I want to apply Kruskal-Wallis statistical analysis on every numeric column of polars dataframe & return a new dataframe where every column holds the result of the KW.
My dataframe consisting of a large number of rows & columns looks like this.
df=pl.DataFrame({"Group":["A","B","A","A","B"], 'col1':[3,3.2,None, 1,2.3], 'col2':[4,5.4,3.2,1.5,2.3]})
Group | col1 | col2 |
---|---|---|
A | 3.0 | 4.0 |
B | 3.2 | 5.4 |
A | NaN | 3.2 |
A | 1.0 | 1.5 |
B | 2.3 | 2.3 |
I want to apply KW such that I get this:
Group | col1 | col2 |
---|---|---|
[A,B] | {'Hstats': value1, 'p_val': value2} | {'H_stats': value3, 'p_val': value4} |
value** are the results from kruskal-wallis.

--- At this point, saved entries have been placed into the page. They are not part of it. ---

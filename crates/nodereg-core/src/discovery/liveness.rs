// # Liveness Filtering
//
// Partitions a candidate set into synced and not-synced, keeping only the
// synced subset.
//
// ## Fail-Closed
//
// A candidate whose status query fails is excluded: unreachable nodes are
// never considered synced. Liveness is re-validated on every cycle rather
// than trusted from a prior one, since node status is time-varying and the
// published list must reflect current state.

use std::sync::Arc;
use tokio::sync::Semaphore;
use tokio::task::JoinSet;
use tracing::{debug, warn};

use crate::traits::{AddressSet, NodeQuery, SyncStatus};

/// Keep only candidates that currently report being caught up.
///
/// Each membership test is independent; checks fan out concurrently, bounded
/// by `limit`. Each candidate is validated individually, never the seed it
/// was discovered through.
pub async fn filter_synced(
    candidates: AddressSet,
    query: Arc<dyn NodeQuery>,
    limit: Arc<Semaphore>,
) -> AddressSet {
    let mut tasks = JoinSet::new();

    for addr in candidates {
        let query = Arc::clone(&query);
        let limit = Arc::clone(&limit);

        tasks.spawn(async move {
            // A closed semaphore means the bound is gone: fail closed
            // instead of querying unbounded
            let Ok(_permit) = limit.acquire_owned().await else {
                warn!("query limit closed, treating {} as not synced", addr);
                return (addr, SyncStatus::NotSynced);
            };
            let status = match query.sync_status(&addr).await {
                Ok(status) => status,
                Err(e) => {
                    warn!("sync status query for {} failed, treating as not synced: {}", addr, e);
                    SyncStatus::NotSynced
                }
            };
            (addr, status)
        });
    }

    let mut synced = AddressSet::new();
    while let Some(joined) = tasks.join_next().await {
        match joined {
            Ok((addr, SyncStatus::Synced)) => {
                synced.insert(addr);
            }
            Ok((addr, SyncStatus::NotSynced)) => {
                debug!("dropping {}: not synced", addr);
            }
            Err(e) => warn!("liveness task failed to join: {}", e),
        }
    }

    synced
}

#[cfg(test)]
mod tests {
    use super::*;
    use crate::traits::NodeAddr;
    use async_trait::async_trait;

    struct ScriptedQuery;

    #[async_trait]
    impl NodeQuery for ScriptedQuery {
        async fn peer_addresses(&self, _addr: &NodeAddr) -> crate::Result<AddressSet> {
            Ok(AddressSet::new())
        }

        async fn sync_status(&self, addr: &NodeAddr) -> crate::Result<SyncStatus> {
            match addr.as_str() {
                "10.0.0.1" | "10.0.0.3" => Ok(SyncStatus::Synced),
                "10.0.0.2" => Ok(SyncStatus::NotSynced),
                _ => Err(crate::Error::node_query("timed out")),
            }
        }

        fn query_name(&self) -> &'static str {
            "scripted"
        }
    }

    #[tokio::test]
    async fn keeps_only_synced_candidates() {
        let candidates: AddressSet = ["10.0.0.1", "10.0.0.2", "10.0.0.3"]
            .iter()
            .map(|s| NodeAddr::new(*s))
            .collect();
        let got = filter_synced(candidates, Arc::new(ScriptedQuery), Arc::new(Semaphore::new(4))).await;
        let want: AddressSet = ["10.0.0.1", "10.0.0.3"].iter().map(|s| NodeAddr::new(*s)).collect();
        assert_eq!(got, want);
    }

    #[tokio::test]
    async fn query_failure_is_not_synced() {
        let candidates: AddressSet = [NodeAddr::new("10.0.0.99")].into_iter().collect();
        let got = filter_synced(candidates, Arc::new(ScriptedQuery), Arc::new(Semaphore::new(4))).await;
        assert!(got.is_empty());
    }

    #[tokio::test]
    async fn closed_limit_fails_closed() {
        let candidates: AddressSet = [NodeAddr::new("10.0.0.1")].into_iter().collect();
        let limit = Arc::new(Semaphore::new(4));
        limit.close();

        let got = filter_synced(candidates, Arc::new(ScriptedQuery), limit).await;
        assert!(got.is_empty());
    }
}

I have tried the following, where I am iterating over every column to get the output. But its too tedious & might be longer computation time when dataframe size is too large.
from scipy.stats import mstats
def kwa(arr):
try: H,p = mstats.kruskalwallis(arr.to_list())

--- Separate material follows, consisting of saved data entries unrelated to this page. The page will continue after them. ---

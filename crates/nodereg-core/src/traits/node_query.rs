// # Node Query Trait
//
// Defines the interface for read-only status queries against a node's
// network endpoint.
//
// ## Implementations
//
// - HTTP RPC: `nodereg-query-http` crate
// - Future: gRPC, direct p2p handshake
//
// ## Usage
//
// ```rust,ignore
// use nodereg_core::{NodeQuery, NodeAddr, SyncStatus};
//
// #[tokio::main]
// async fn main() -> anyhow::Result<()> {
//     let query = /* NodeQuery implementation */;
//
//     let seed: NodeAddr = "203.0.113.7".parse()?;
//     let peers = query.peer_addresses(&seed).await?;
//     let status = query.sync_status(&seed).await?;
//
//     Ok(())
// }
// ```

use async_trait::async_trait;
use serde::{Deserialize, Serialize};
use std::collections::BTreeSet;
use std::convert::Infallible;
use std::fmt;
use std::str::FromStr;

/// A node's network endpoint identifier.
///
/// The address is an opaque host string; the RPC port is a well-known
/// convention owned by the `NodeQuery` implementation. Equality is exact
/// string equality; no DNS resolution or case-folding is performed here,
/// because the registry's contract is "whatever the peers reported",
/// verbatim.
#[derive(Debug, Clone, PartialEq, Eq, PartialOrd, Ord, Hash, Serialize, Deserialize)]
#[serde(transparent)]
pub struct NodeAddr(String);

impl NodeAddr {
    /// Create an address from a host string
    pub fn new(host: impl Into<String>) -> Self {
        Self(host.into())
    }

    /// The host string
    pub fn as_str(&self) -> &str {
        &self.0
    }
}

impl fmt::Display for NodeAddr {
    fn fmt(&self, f: &mut fmt::Formatter<'_>) -> fmt::Result {
        f.write_str(&self.0)
    }
}

impl FromStr for NodeAddr {
    type Err = Infallible;

    fn from_str(s: &str) -> std::result::Result<Self, Self::Err> {
        Ok(Self(s.to_string()))
    }
}

impl From<&str> for NodeAddr {
    fn from(s: &str) -> Self {
        Self(s.to_string())
    }
}

/// A deduplicated set of node addresses.
///
/// The fundamental currency of the refresh pipeline. A `BTreeSet` keeps
/// serialization deterministic; iteration order is never semantically
/// meaningful.
pub type AddressSet = BTreeSet<NodeAddr>;

/// Self-reported chain synchronization state of a queried node.
///
/// `NotSynced` subsumes "unreachable", "timed out", and "reports catching
/// up". The filter does not distinguish these, only the logs do.
#[derive(Debug, Clone, Copy, PartialEq, Eq)]
pub enum SyncStatus {
    /// Local chain height matches the network head (self-reported)
    Synced,
    /// Catching up, unreachable, or unknown
    NotSynced,
}

/// Trait for node query implementations
///
/// This trait defines two read-only capabilities:
/// 1. **peer_addresses()**: The set of peers a node currently sees
/// 2. **sync_status()**: Whether a node is caught up with the chain head
///
/// # Thread Safety
///
/// Implementations must be stateless, thread-safe, and usable concurrently
/// across async tasks; the engine fans queries out in parallel.
///
/// # Ownership Rules
///
/// Implementations perform exactly one bounded-timeout request per call and
/// return errors as-is:
/// - No retry or backoff logic (owned by the scheduler re-invoking the cycle)
/// - No caching of results (liveness is re-validated every cycle)
/// - No interpretation of failures (the discovery pipeline decides that an
///   error means "no peers learned" / not synced)
///
/// An unbounded hang in one query must not block the others, so every
/// request carries a timeout.
#[async_trait]
pub trait NodeQuery: Send + Sync {
    /// Query a node for the peers it currently sees
    ///
    /// # Parameters
    ///
    /// - `addr`: The node to query
    ///
    /// # Returns
    ///
    /// - `Ok(AddressSet)`: The reported peer addresses (possibly empty)
    /// - `Err(Error)`: The node was unreachable or returned a malformed
    ///   response
    async fn peer_addresses(&self, addr: &NodeAddr) -> Result<AddressSet, crate::Error>;

    /// Query a node's chain synchronization status
    ///
    /// # Parameters
    ///
    /// - `addr`: The node to query
    ///
    /// # Returns
    ///
    /// - `Ok(SyncStatus)`: The self-reported status
    /// - `Err(Error)`: The node was unreachable or returned a malformed
    ///   response (callers treat this as `NotSynced`)
    async fn sync_status(&self, addr: &NodeAddr) -> Result<SyncStatus, crate::Error>;

    /// Get the query client name (for logging/debugging)
    fn query_name(&self) -> &'static str;
}

/// Helper trait for constructing node query clients from configuration
pub trait NodeQueryFactory: Send + Sync {
    /// Create a NodeQuery instance from configuration
    ///
    /// # Parameters
    ///
    /// - `config`: Configuration specific to this query client
    ///
    /// # Returns
    ///
    /// A boxed NodeQuery trait object
    fn create(
        &self,
        config: &crate::config::QueryConfig,
    ) -> Result<Box<dyn NodeQuery>, crate::Error>;
}

#[cfg(test)]
mod tests {
    use super::*;

    #[test]
    fn address_equality_is_exact() {
        let a = NodeAddr::new("198.51.100.4");
        let b: NodeAddr = "198.51.100.4".parse().unwrap();
        assert_eq!(a, b);
        // No normalization: hostnames with differing case are distinct
        assert_ne!(NodeAddr::new("Seed.Example"), NodeAddr::new("seed.example"));
    }

    #[test]
    fn address_set_deduplicates() {
        let set: AddressSet = ["1.2.3.4", "5.6.7.8", "1.2.3.4"]
            .iter()
            .map(|s| NodeAddr::new(*s))
            .collect();
        assert_eq!(set.len(), 2);
    }

    #[test]
    fn address_serializes_as_bare_string() {
        let addr = NodeAddr::new("203.0.113.7");
        assert_eq!(serde_json::to_string(&addr).unwrap(), "\"203.0.113.7\"");
    }
}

return {'Hstats': H, 'p_val':p}
except Exception: return {'Hstats': 'NA', 'p_val':'NA'}
def calckwa(df):
dft = df.groupby('Group',maintain_order=True).agg(pl.all())
trendcols = dft.get_columns()[1:]
trendskwa = {**{trend.name : kwa(trend) for trend in trendcols}}
return trendskwa
kwa_dict = pl.from_dict(calckwa(df))
I also tried to follow this answer where it has been done with Pandas , however, when I tried to do with Polars like below, I got Panic Exception error.

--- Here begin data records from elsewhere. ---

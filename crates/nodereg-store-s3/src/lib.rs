// # S3-Compatible List Store
//
// This crate provides a ListStore implementation over an S3-compatible
// object store, the durable, publicly-readable home of the published
// address lists.
//
// ## Behavior
//
// - **read**: signed `GET {endpoint}/{bucket}/{key}`; 404 means "no list
//   yet" and yields the empty set, not an error
// - **write**: signed `PUT` with `x-amz-acl: public-read` and
//   `content-type: application/json`, so external bootstrap clients can
//   fetch the lists anonymously with the right media type
// - **list_keys**: returns the configured tracked-key roster; buckets are
//   not enumerated, the set of published lists is deployment configuration
//
// ## Ownership
//
// One request per call, full error propagation, no retry or backoff logic.
// The engine confines a failure to the affected key and the scheduler owns
// re-running the cycle.
//
// ## Security
//
// The secret key never appears in logs or Debug output.

mod sign;

use std::time::Duration;

use async_trait::async_trait;
use chrono::Utc;
use nodereg_core::config::StoreConfig;
use nodereg_core::traits::{AddressSet, ListKey, ListStore, ListStoreFactory, NodeAddr};
use nodereg_core::{ComponentRegistry, Error, Result};

pub use sign::Signer;

/// Default HTTP timeout for object store requests
const DEFAULT_HTTP_TIMEOUT: Duration = Duration::from_secs(30);

/// Content type declared on every written list
const LIST_CONTENT_TYPE: &str = "application/json";

/// S3-compatible list store
pub struct S3ListStore {
    /// Endpoint URL without a trailing slash (e.g., "https://s3.amazonaws.com")
    endpoint: String,

    /// Bucket holding the published lists
    bucket: String,

    /// Tracked keys in this bucket
    keys: Vec<ListKey>,

    /// Request signer (redacts its secret in Debug)
    signer: Signer,

    /// HTTP client for object store requests
    client: reqwest::Client,
}

impl std::fmt::Debug for S3ListStore {
    fn fmt(&self, f: &mut std::fmt::Formatter<'_>) -> std::fmt::Result {
        f.debug_struct("S3ListStore")
            .field("endpoint", &self.endpoint)
            .field("bucket", &self.bucket)
            .field("keys", &self.keys)
            .field("signer", &self.signer)
            .finish()
    }
}

impl S3ListStore {
    /// Create a store for one bucket and its tracked keys
    ///
    /// # Parameters
    ///
    /// - `endpoint`: Object store endpoint URL
    /// - `bucket`: Bucket name
    /// - `region`: Region used for request signing
    /// - `access_key` / `secret_key`: Credentials with read/write access
    /// - `keys`: The keys tracked in this bucket
    pub fn new(
        endpoint: impl Into<String>,
        bucket: impl Into<String>,
        region: impl Into<String>,
        access_key: impl Into<String>,
        secret_key: impl Into<String>,
        keys: Vec<ListKey>,
    ) -> Result<Self> {
        let client = reqwest::Client::builder()
            .timeout(DEFAULT_HTTP_TIMEOUT)
            .build()
            .map_err(|e| Error::config(format!("failed to build http client: {}", e)))?;

        let endpoint = endpoint.into();
        let endpoint = endpoint.trim_end_matches('/').to_string();

        Ok(Self {
            endpoint,
            bucket: bucket.into(),
            keys,
            signer: Signer::new(access_key, secret_key, region),
            client,
        })
    }

    /// Absolute path of an object within the endpoint
    fn object_path(&self, key: &ListKey) -> String {
        format!("/{}/{}", self.bucket, key)
    }

    /// Host portion of the endpoint, for the signed host header
    fn host(&self) -> Result<String> {
        let stripped = self
            .endpoint
            .strip_prefix("https://")
            .or_else(|| self.endpoint.strip_prefix("http://"))
            .ok_or_else(|| {
                Error::config(format!("endpoint must be an http(s) url: {}", self.endpoint))
            })?;
        Ok(stripped.trim_end_matches('/').to_string())
    }

    /// Map an error status to a store error
    fn status_error(&self, key: &ListKey, status: reqwest::StatusCode, body: String) -> Error {
        match status.as_u16() {
            401 | 403 => Error::auth(format!("object store rejected credentials for {}", key)),
            429 => Error::backend("s3", format!("rate limited writing {}", key)),
            _ => Error::backend(
                "s3",
                format!("{} for {}: {}", status, key, body.chars().take(200).collect::<String>()),
            ),
        }
    }
}

#[async_trait]
impl ListStore for S3ListStore {
    async fn list_keys(&self) -> Result<Vec<ListKey>> {
        Ok(self.keys.clone())
    }

    async fn read(&self, key: &ListKey) -> Result<AddressSet> {
        let path = self.object_path(key);
        let url = format!("{}{}", self.endpoint, path);
        let headers = self
            .signer
            .signed_headers("GET", &self.host()?, &path, b"", &[], Utc::now());

        let mut request = self.client.get(&url);
        for (name, value) in headers {
            request = request.header(name, value);
        }

        let response = request
            .send()
            .await
            .map_err(|e| Error::http(format!("GET {} failed: {}", url, e)))?;

        if response.status() == reqwest::StatusCode::NOT_FOUND {
            tracing::debug!("no object at {}, treating as empty list", key);
            return Ok(AddressSet::new());
        }

        if !response.status().is_success() {
            let status = response.status();
            let body = response.text().await.unwrap_or_default();
            return Err(self.status_error(key, status, body));
        }

        let body = response
            .text()
            .await
            .map_err(|e| Error::http(format!("failed to read body for {}: {}", key, e)))?;

        let addrs: Vec<NodeAddr> = serde_json::from_str(&body)
            .map_err(|e| Error::list_store(format!("failed to parse {}: {}", key, e)))?;

        Ok(addrs.into_iter().collect())
    }

    async fn write(&self, key: &ListKey, addrs: &AddressSet) -> Result<()> {
        let path = self.object_path(key);
        let url = format!("{}{}", self.endpoint, path);

        let ordered: Vec<&NodeAddr> = addrs.iter().collect();
        let body = serde_json::to_vec(&ordered)?;

        let headers = self.signer.signed_headers(
            "PUT",
            &self.host()?,
            &path,
            &body,
            &[
                ("content-type", LIST_CONTENT_TYPE),
                ("x-amz-acl", "public-read"),
            ],
            Utc::now(),
        );

        let mut request = self.client.put(&url).body(body);
        for (name, value) in headers {
            request = request.header(name, value);
        }

        let response = request
            .send()
            .await
            .map_err(|e| Error::http(format!("PUT {} failed: {}", url, e)))?;

        if !response.status().is_success() {
            let status = response.status();
            let body = response.text().await.unwrap_or_default();
            return Err(self.status_error(key, status, body));
        }

        tracing::debug!("wrote {} address(es) to {}", addrs.len(), key);
        Ok(())
    }

    fn store_name(&self) -> &'static str {
        "s3"
    }
}

/// Factory for creating S3 list stores
pub struct S3StoreFactory;

impl ListStoreFactory for S3StoreFactory {
    fn create(&self, config: &StoreConfig) -> Result<Box<dyn ListStore>> {
        match config {
            StoreConfig::S3 {
                endpoint,
                bucket,
                region,
                access_key,
                secret_key,
                keys,
            } => {
                let keys = keys.iter().map(|k| ListKey::new(k.clone())).collect();
                Ok(Box::new(S3ListStore::new(
                    endpoint.clone(),
                    bucket.clone(),
                    region.clone(),
                    access_key.clone(),
                    secret_key.clone(),
                    keys,
                )?))
            }
            _ => Err(Error::config("invalid config for s3 store")),
        }
    }
}

/// Register the S3 store with a registry
pub fn register(registry: &ComponentRegistry) {
    registry.register_store("s3", Box::new(S3StoreFactory));
}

dfgrp = df.groupby('Group')
newdf = df_grp.apply(lambda grp: grp.drop('Group').apply(kwa))
Throws Error: PanicException: BindingsError: "Could not determine output type"
However I also get this error if I just try out with any simple polars dataframe which consists of few numeric columns & has a string "Group".
So, can anyone help me how to apply kruskal-wallis to all the columns of a polars dataframe without iterating over them, without having the need to convert it to pandas dataframe (since if dataframe size is already large, converting to pandas will take longer)?